The invention discloses a state maintenance method of a generator excitation system, which has the beneficial effects that: the fault and the hidden danger of the starting motor excitation system can be timely and effectively distinguished, the root cause can be found out, a scientific and reasonable maintenance scheme is provided, and the effective maintenance of the generator excitation system can be realized.

Drawings

Fig. 1 is a schematic view of the whole life cycle process of the excitation system of the present invention.

Fig. 2 is a schematic diagram of the state evaluation of the excitation system in the factory manufacturing stage.

Fig. 3 is a schematic diagram of the evaluation of the field operation stage state of the excitation system of the invention.

Fig. 4 is a schematic diagram of a state overhaul method of an excitation system of the invention.

Detailed Description

A state maintenance method for a generator excitation system comprises the following steps:

step 1: analyzing all links from the factory manufacturing stage of the generator excitation system to the field operation stage to evaluate the state of the whole life cycle of the excitation system in the field operation stage; the state of the generator excitation system is divided into a normal state, a hidden danger state, a defect state and a fault state.

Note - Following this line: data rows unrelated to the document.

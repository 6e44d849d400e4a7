//! Configuration loading: TOML file with environment variable overrides.
//!
//! Looks for `eve.toml` in the working directory. Every field has a
//! sensible default so the file is optional. Environment variables take
//! precedence over file values.

use eve_adapter_http_hyper::HttpApiConfig;
use eve_domain::fixtures::DEFAULT_PERSON;
use serde::Deserialize;

/// Top-level configuration.
#[derive(Debug, Default, Deserialize)]
#[serde(default)]
pub struct Config {
    /// HTTP server settings.
    pub server: ServerConfig,
    /// Home API the dashboard reads from.
    pub upstream: HttpApiConfig,
    /// Dashboard behaviour.
    pub dashboard: DashboardConfig,
    /// Logging settings.
    pub logging: LoggingConfig,
}

/// HTTP listener configuration.
#[derive(Debug, Deserialize)]
#[serde(default)]
pub struct ServerConfig {
    /// Address to bind to (e.g. `0.0.0.0`).
    pub host: String,
    /// TCP port.
    pub port: u16,
}

/// Dashboard configuration.
#[derive(Debug, Deserialize)]
#[serde(default)]
pub struct DashboardConfig {
    /// Occupant whose weight readings are shown.
    pub person: String,
    /// Page auto-reload interval in seconds.
    pub refresh_seconds: u32,
}

/// Logging configuration.
#[derive(Debug, Deserialize)]
#[serde(default)]
pub struct LoggingConfig {
    /// Filter directive (`RUST_LOG` syntax).
    pub filter: String,
}

impl Config {
    /// Load configuration from `eve.toml` (if present) then apply
    /// environment-variable overrides.
    ///
    /// # Errors
    ///
    /// Returns an error if the TOML file exists but is malformed, or if the
    /// resulting configuration is invalid.
    pub fn load() -> Result<Self, ConfigError> {
        let mut config = Self::from_file("eve.toml")?;
        config.apply_overrides(|key| std::env::var(key).ok());
        config.validate()?;
        Ok(config)
    }

    fn from_file(path: &str) -> Result<Self, ConfigError> {
        match std::fs::read_to_string(path) {
            Ok(content) => toml::from_str(&content).map_err(ConfigError::Parse),
            Err(err) if err.kind() == std::io::ErrorKind::NotFound => Ok(Self::default()),
            Err(err) => Err(ConfigError::Io(err)),
        }
    }

    fn apply_overrides(&mut self, var: impl Fn(&str) -> Option<String>) {
        if let Some(val) = var("EVE_HOST") {
            self.server.host = val;
        }
        if let Some(port) = var("EVE_PORT").and_then(|val| val.parse().ok()) {
            self.server.port = port;
        }
        if let Some(val) = var("EVE_BIND")
            && let Some((host, port)) = val.rsplit_once(':')
        {
            self.server.host = host.to_string();
            if let Ok(port) = port.parse() {
                self.server.port = port;
            }
        }
        if let Some(val) = var("EVE_API_URL") {
            self.upstream.base_url = val;
        }
        if let Some(secs) = var("EVE_API_TIMEOUT_SECS").and_then(|val| val.parse().ok()) {
            self.upstream.timeout_secs = Some(secs);
        }
        if let Some(val) = var("EVE_PERSON") {
            self.dashboard.person = val;
        }
        if let Some(val) = var("EVE_LOG") {
            self.logging.filter = val;
        }
        if let Some(val) = var("RUST_LOG") {
            self.logging.filter = val;
        }
    }

    fn validate(&self) -> Result<(), ConfigError> {
        if self.server.port == 0 {
            return Err(ConfigError::Validation("port must be non-zero".to_string()));
        }
        if !self.upstream.base_url.starts_with("http://") {
            return Err(ConfigError::Validation(
                "upstream.base_url must be an http:// URL".to_string(),
            ));
        }
        if self.dashboard.person.trim().is_empty() {
            return Err(ConfigError::Validation(
                "dashboard.person must not be empty".to_string(),
            ));
        }
        if self.dashboard.refresh_seconds == 0 {
            return Err(ConfigError::Validation(
                "dashboard.refresh_seconds must be non-zero".to_string(),
            ));
        }
        Ok(())
    }

    /// Return the `host:port` bind address.
    #[must_use]
    pub fn bind_addr(&self) -> String {
        format!("{}:{}", self.server.host, self.server.port)
    }
}

impl Default for ServerConfig {
    fn default() -> Self {
        Self {
            host: "0.0.0.0".to_string(),
            port: 3000,
        }
    }
}

impl Default for DashboardConfig {
    fn default() -> Self {
        Self {
            person: DEFAULT_PERSON.to_string(),
            refresh_seconds: 10,
        }
    }
}

impl Default for LoggingConfig {
    fn default() -> Self {
        Self {
            filter: "eved=info,eve_app=info,eve_adapter_http_hyper=info,tower_http=debug".to_string(),
        }
    }
}

/// Configuration errors.
#[derive(Debug, thiserror::Error)]
pub enum ConfigError {
    /// TOML parse failure.
    #[error("failed to parse config file")]
    Parse(#[from] toml::de::Error),
    /// File I/O failure.
    #[error("failed to read config file")]
    Io(#[from] std::io::Error),
    /// Semantic validation failure.
    #[error("invalid configuration: {0}")]
    Validation(String),
}
//! Fridge: a snapshot of what the kitchen refrigerator holds.

use std::collections::BTreeMap;

use serde::{Deserialize, Serialize};

/// Category holding items considered healthy.
pub const HEALTHY: &str = "healthy";
/// Category holding items considered less healthy.
pub const LESS_HEALTHY: &str = "less_healthy";

/// Fridge contents as reported by the upstream service.
#[derive(Debug, Clone, PartialEq, Serialize, Deserialize)]
pub struct FridgeState {
    pub room: String,
    #[serde(default, skip_serializing_if = "Option::is_none")]
    pub summary: Option<String>,
    /// Expected in `[0, 1]`.
    #[serde(default, skip_serializing_if = "Option::is_none")]
    pub health_score: Option<f64>,
    #[serde(default, skip_serializing_if = "Option::is_none")]
    pub items: Option<FridgeItems>,
    #[serde(default, skip_serializing_if = "Option::is_none")]
    pub last_checked_at: Option<String>,
}

/// Item listing: either grouped by category or a flat list of names.
#[derive(Debug, Clone, PartialEq, Serialize, Deserialize)]
#[serde(untagged)]
pub enum FridgeItems {
    Categorized(BTreeMap<String, Vec<String>>),
    Flat(Vec<String>),
}

impl FridgeItems {
    /// Items of one category, or `None` for a flat listing or a missing
    /// category.
    #[must_use]
    pub fn category(&self, name: &str) -> Option<&[String]> {
        match self {
            Self::Categorized(map) => map.get(name).map(Vec::as_slice),
            Self::Flat(_) => None,
        }
    }

    #[must_use]
    pub fn is_categorized(&self) -> bool {
        matches!(self, Self::Categorized(_))
    }
}
//! Server-side rendered HTML dashboard (no JavaScript).

pub mod home;
pub mod mode;

use axum::Router;
use axum::routing::{get, post};

use eve_app::ports::HomeApi;

use crate::state::AppState;

/// Build the dashboard sub-router for SSR HTML pages.
pub fn routes<A>() -> Router<AppState<A>>
where
    A: HomeApi + 'static,
{
    Router::new()
        .route("/", get(home::index::<A>))
        .route("/mode", post(mode::select::<A>))
}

In the step 1, the whole life cycle comprises a factory manufacturing stage and a field operation stage;

the factory manufacturing stage comprises an excitation system design link, an excitation system model selection link, an excitation system manufacturing link and an excitation system delivery acceptance link;

the field operation stage comprises an excitation system installation and debugging link, an excitation system operation and maintenance link, an excitation system maintenance link and an excitation system scrapping link.

In the step 1, the step of processing the raw material,

a. and (3) normal state: the excitation system is in a stable operation state;

b. hidden danger states: some excitation systems are unreasonable in design, some parts are about to be damaged, some parameters are unreasonable in setting, or some program logics of software have bugs, and the excitation systems can be converted into a defect state or a fault state at any time in the operation process;

c. and (3) defect state: a certain part or a certain function of the excitation system is in a damaged or working abnormal state, so that the system can not be stopped temporarily, and the running state can be maintained temporarily;

d. and (3) fault state: important parts or functions of an excitation system are damaged or abnormal, and the system is directly stopped and cannot run.

And according to the result condition of equipment evaluation and analysis, determining the specific maintenance items, maintenance time and maintenance period of the generator excitation system, and realizing the state maintenance and intrinsically safe operation of the generator excitation system.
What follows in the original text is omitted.